EXTRACTED MATERIAL below:
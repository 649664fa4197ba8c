#[derive(Clone, Copy, PartialEq, Eq, Debug)]
pub enum SessionEvent {
    OpenedForRead,
    OpenedForWrite,
    OpenedForLog,
    Closed,
}
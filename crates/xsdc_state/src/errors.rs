//! Diagnostic codes for symbol-table conflicts.
//!
//! `E201` duplicate global definition, `W201` its mdef-downgraded form.

use xsdc_diagnostics::{Category, Diagnostic, DiagnosticCode, SourceLocation};

/// Duplicate top-level definition.
pub const E201: DiagnosticCode = DiagnosticCode {
    category: Category::Error,
    number: 201,
};

/// Duplicate top-level definition downgraded by the mdef policy.
pub const W201: DiagnosticCode = DiagnosticCode {
    category: Category::Warning,
    number: 201,
};

/// Builds the duplicate-definition diagnostic, downgraded to a warning
/// when the mdef policy allows duplicates in the affected namespace.
pub fn duplicate_definition(
    kind_label: &str,
    name: &str,
    first_defined_in: &str,
    location: SourceLocation,
    downgraded: bool,
) -> Diagnostic {
    let message = format!("duplicate global {kind_label} '{name}'");
    let note = format!("first defined in {first_defined_in}; the new definition is ignored");
    if downgraded {
        Diagnostic::warning(W201, message, location).with_note(note)
    } else {
        Diagnostic::error(E201, message, location).with_note(note)
    }
}

#[cfg(test)]
mod tests {
    use super::*;
    use xsdc_diagnostics::Severity;

    #[test]
    fn downgrade_switches_severity() {
        let loc = SourceLocation::document("file:///b.xsd");
        let err = duplicate_definition("type", "T", "file:///a.xsd", loc.clone(), false);
        assert_eq!(err.severity, Severity::Error);
        let warn = duplicate_definition("type", "T", "file:///a.xsd", loc, true);
        assert_eq!(warn.severity, Severity::Warning);
        assert_eq!(warn.code, W201);
    }
}
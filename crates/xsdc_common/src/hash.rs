//! Content hashing for document deduplication and incremental compilation.

use serde::{Deserialize, Serialize};
use std::fmt;

/// A 128-bit content hash computed using XXH3.
///
/// Two schema documents with the same `ContentHash` are treated as the same
/// document regardless of the location they were fetched from. The hash is
/// also the change-detection key for incremental recompilation: a source
/// file whose hash matches the persisted manifest entry is unchanged.
#[derive(Clone, Copy, PartialEq, Eq, Hash, Serialize, Deserialize)]
pub struct ContentHash([u8; 16]);

impl ContentHash {
    /// Computes a content hash of a byte slice using XXH3-128.
    pub fn from_bytes(data: &[u8]) -> Self {
        let hash = xxhash_rust::xxh3::xxh3_128(data);
        Self(hash.to_le_bytes())
    }

    /// Reconstructs a hash from its raw 16-byte representation.
    pub fn from_raw(raw: [u8; 16]) -> Self {
        Self(raw)
    }

    /// Returns the raw 16-byte representation.
    pub fn as_raw(&self) -> [u8; 16] {
        self.0
    }
}

impl fmt::Display for ContentHash {
    fn fmt(&self, f: &mut fmt::Formatter<'_>) -> fmt::Result {
        for byte in &self.0 {
            write!(f, "{byte:02x}")?;
        }
        Ok(())
    }
}

impl fmt::Debug for ContentHash {
    fn fmt(&self, f: &mut fmt::Formatter<'_>) -> fmt::Result {
        write!(f, "ContentHash({:02x}{:02x}..)", self.0[0], self.0[1])
    }
}

#[cfg(test)]
mod tests {
    use super::*;

    #[test]
    fn deterministic() {
        let a = ContentHash::from_bytes(b"<schema targetNamespace='urn:a'/>");
        let b = ContentHash::from_bytes(b"<schema targetNamespace='urn:a'/>");
        assert_eq!(a, b);
    }

    #[test]
    fn different_inputs_differ() {
        let a = ContentHash::from_bytes(b"<schema/>");
        let b = ContentHash::from_bytes(b"<schema />");
        assert_ne!(a, b);
    }

    #[test]
    fn raw_roundtrip() {
        let h = ContentHash::from_bytes(b"bytes");
        assert_eq!(ContentHash::from_raw(h.as_raw()), h);
    }

    #[test]
    fn display_is_hex() {
        let s = format!("{}", ContentHash::from_bytes(b"x"));
        assert_eq!(s.len(), 32);
        assert!(s.chars().all(|c| c.is_ascii_hexdigit()));
    }
}
//! Namespace containers and their build/seal/rehome lifecycle.

use crate::component::{ComponentKind, SchemaComponent};
use std::collections::HashMap;
use std::sync::Arc;
use xsdc_common::QName;

/// The mutable namespace bucket used while a namespace is being translated.
///
/// Accepts components in definition order. Once translation of the
/// namespace completes, [`seal`](Self::seal) converts the builder into an
/// immutable [`SealedContainer`]; there is no way back.
pub struct ContainerBuilder {
    namespace: String,
    components: Vec<Arc<SchemaComponent>>,
}

impl ContainerBuilder {
    /// Creates an empty builder for the given namespace.
    pub fn new(namespace: impl Into<String>) -> Self {
        Self {
            namespace: namespace.into(),
            components: Vec::new(),
        }
    }

    /// The namespace this container collects.
    pub fn namespace(&self) -> &str {
        &self.namespace
    }

    /// Adds a component. The component must belong to this namespace.
    ///
    /// # Panics
    ///
    /// Panics if the component's namespace differs from the container's;
    /// the translator guarantees this never happens.
    pub fn add(&mut self, component: Arc<SchemaComponent>) {
        assert_eq!(
            component.namespace(),
            self.namespace,
            "component added to wrong container"
        );
        self.components.push(component);
    }

    /// Number of components collected so far.
    pub fn len(&self) -> usize {
        self.components.len()
    }

    /// Returns `true` if no components were collected.
    pub fn is_empty(&self) -> bool {
        self.components.is_empty()
    }

    /// Iterates the collected components in definition order.
    pub fn components(&self) -> impl Iterator<Item = &Arc<SchemaComponent>> {
        self.components.iter()
    }

    /// Seals the container, making it immutable and assigning it to the
    /// type system named `owner`.
    pub fn seal(self, owner: impl Into<String>) -> SealedContainer {
        let mut index = HashMap::with_capacity(self.components.len());
        for (i, c) in self.components.iter().enumerate() {
            // Later entries in a redefinition chain shadow earlier ones.
            index.insert((c.kind(), c.name.local.clone()), i);
        }
        SealedContainer {
            namespace: self.namespace,
            owner: owner.into(),
            components: self.components,
            index,
        }
    }
}

/// An immutable namespace container.
///
/// The component list and lookup index are frozen at seal time. The only
/// mutation ever applied afterwards is [`rehome`](Self::rehome), which
/// reassigns the container to a different owning type system; incremental
/// rebuilds use it to move unaffected namespaces into the new system
/// without touching the components.
pub struct SealedContainer {
    namespace: String,
    owner: String,
    components: Vec<Arc<SchemaComponent>>,
    index: HashMap<(ComponentKind, String), usize>,
}

impl SealedContainer {
    /// The namespace of this container.
    pub fn namespace(&self) -> &str {
        &self.namespace
    }

    /// The name of the type system that currently owns this container.
    pub fn owner(&self) -> &str {
        &self.owner
    }

    /// Reassigns this container to a different owning type system.
    pub fn rehome(&mut self, new_owner: impl Into<String>) {
        self.owner = new_owner.into();
    }

    /// Finds the component with the given kind and local name.
    ///
    /// For redefined components this returns the most-derived link of the
    /// chain (the last one stored).
    pub fn find(&self, kind: ComponentKind, local: &str) -> Option<&Arc<SchemaComponent>> {
        self.index
            .get(&(kind, local.to_string()))
            .map(|&i| &self.components[i])
    }

    /// Finds by qualified name, checking the namespace matches.
    pub fn find_qname(&self, kind: ComponentKind, name: &QName) -> Option<&Arc<SchemaComponent>> {
        if name.namespace != self.namespace {
            return None;
        }
        self.find(kind, &name.local)
    }

    /// All components, in definition order.
    pub fn components(&self) -> &[Arc<SchemaComponent>] {
        &self.components
    }

    /// Components of one kind, in definition order.
    pub fn components_of(&self, kind: ComponentKind) -> impl Iterator<Item = &Arc<SchemaComponent>> {
        self.components.iter().filter(move |c| c.kind() == kind)
    }
}
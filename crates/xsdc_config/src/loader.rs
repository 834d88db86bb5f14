//! Configuration file loading and validation.

use crate::error::ConfigError;
use crate::types::CompilerConfig;
use std::path::Path;

/// Loads and validates an `xsdc.toml` configuration from a project directory.
///
/// A missing file is not an error: all options have defaults.
pub fn load_config(project_dir: &Path) -> Result<CompilerConfig, ConfigError> {
    let config_path = project_dir.join("xsdc.toml");
    if !config_path.exists() {
        return Ok(CompilerConfig::default());
    }
    let content = std::fs::read_to_string(&config_path)?;
    load_config_from_str(&content)
}

/// Parses and validates a configuration from a string.
///
/// Useful for testing without filesystem dependencies.
pub fn load_config_from_str(content: &str) -> Result<CompilerConfig, ConfigError> {
    let config: CompilerConfig =
        toml::from_str(content).map_err(|e| ConfigError::ParseError(e.to_string()))?;
    validate_config(&config)?;
    Ok(config)
}

/// Validates configuration values are consistent.
fn validate_config(config: &CompilerConfig) -> Result<(), ConfigError> {
    if config.store.base_package.is_empty() {
        return Err(ConfigError::ValidationError(
            "store.base_package must not be empty".to_string(),
        ));
    }
    if let Some(base) = &config.download.base_uri {
        if base.is_empty() {
            return Err(ConfigError::ValidationError(
                "download.base_uri must not be empty when set".to_string(),
            ));
        }
    }
    Ok(())
}

#[cfg(test)]
mod tests {
    use super::*;

    #[test]
    fn parse_empty_config() {
        let config = load_config_from_str("").unwrap();
        assert!(config.schema.mdef_namespaces.is_empty());
        assert_eq!(config.store.base_package, "schema");
    }

    #[test]
    fn parse_full_config() {
        let toml = r#"
[schema]
mdef_namespaces = ["http://legacy.example/ns"]
partial_types = true
line_numbers = true

[download]
disabled_schemes = ["http", "https"]
base_uri = "file:///project/schemas/"

[store]
base_package = "generated/schema"
"#;
        let config = load_config_from_str(toml).unwrap();
        assert!(config.schema.mdef_allows("http://legacy.example/ns"));
        assert!(config.schema.partial_types);
        assert!(config.download.is_scheme_disabled("https"));
        assert_eq!(config.store.base_package, "generated/schema");
    }

    #[test]
    fn reject_empty_base_package() {
        let toml = r#"
[store]
base_package = ""
"#;
        assert!(load_config_from_str(toml).is_err());
    }

    #[test]
    fn reject_bad_toml() {
        assert!(load_config_from_str("[schema").is_err());
    }
}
End of EXTRACTED MATERIAL.
Each line above that contains "repository" counts once; report the total of such lines and nothing more.

2